L’antisemitismo era ovviamente alla base di tutto questo, non tanto perché alcuni degli artisti “degenerati” erano ebrei, ma perché lo erano i loro collezionisti. C’era una correlazione tra arte e malattia che i nazisti tentarono in tutti i modi di inculcare nelle menti del pubblico. Arte e razza, scritto nel 1928 da Paul Schultze-Naumburg, fu il testo teorico di riferimento per gli organizzatori della Mostra d’arte degenerata. Esso paragonava fotografie di pazienti deformi o menomati con i soggetti delle opere d’arte proscritte, dipingendo il Modernismo come una malattia. Le teste oblunghe di Modigliani quanto i bruschi volti di Kirchner venivano accostati a gravi forme di disabilità e malformazione genetiche. L’unica vera arte era quella ispirata ai canoni classici, alla quale solamente gli artisti tedeschi potevano aspirare. Naturalmente non passò mai per la mente di un solo gendarme nazista il sospetto di star portando avanti una battaglia incoerente, viste le origini “tedeschissime” dell’Espressionismo, la corrente più di tutte fondata sull’impiego di irregolarità e violenze cromatiche e formali.

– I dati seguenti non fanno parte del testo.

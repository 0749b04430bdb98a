//! Audio Engine Module
//!
//! Byte-level ends of the pipeline and the buffers passed between them:
//! - Audio buffer types and level measurement
//! - Decoding of compressed blobs
//! - WAV encoding and inspection

pub mod buffer;
pub mod decode;
#[cfg(feature = "opus")]
mod opus_decoder;
pub mod wav;

pub use buffer::{
    db_to_linear, linear_to_db, LevelStats, MonoBuffer, RawAudioBuffer, DEFAULT_SAMPLE_RATE,
    MAX_SAMPLE_RATE, MIN_SAMPLE_RATE,
};
pub use decode::{decode, decode_native, DecodeSession};
pub use wav::{
    encode_wav, inspect_wav, sample_to_i16, verify_header, WavContainer, WavInfo, WAV_HEADER_LEN,
};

Paul Schultze-Naumburg, Arte e Razza, 1928, Credits Alipes

L’odio razziale, oltre che l’intolleranza verso categorie marginalizzate come quella dei disabili, pretese di potersi impossessare dell’arte, di utilizzarla come strumento di propaganda. Ma a ben vedere fu una pretesa troppo grande. La Mostra d’arte degenerata infatti ebbe un controeffetto che i nazisti non avevano considerato: i visitatori furono oltre 2 milioni, stracciando numericamente la mostra gemella. L’interesse del pubblico nei confronti delle avanguardie sancì la loro forza, il loro carattere universale e la loro presa sull’individuo del XX secolo.
L’operazione nazista finì per rafforzare la fama degli stessi artisti che perseguitò, i quali riuscirono a costruire, dalle macerie, la storia dell’arte del nostro tempo.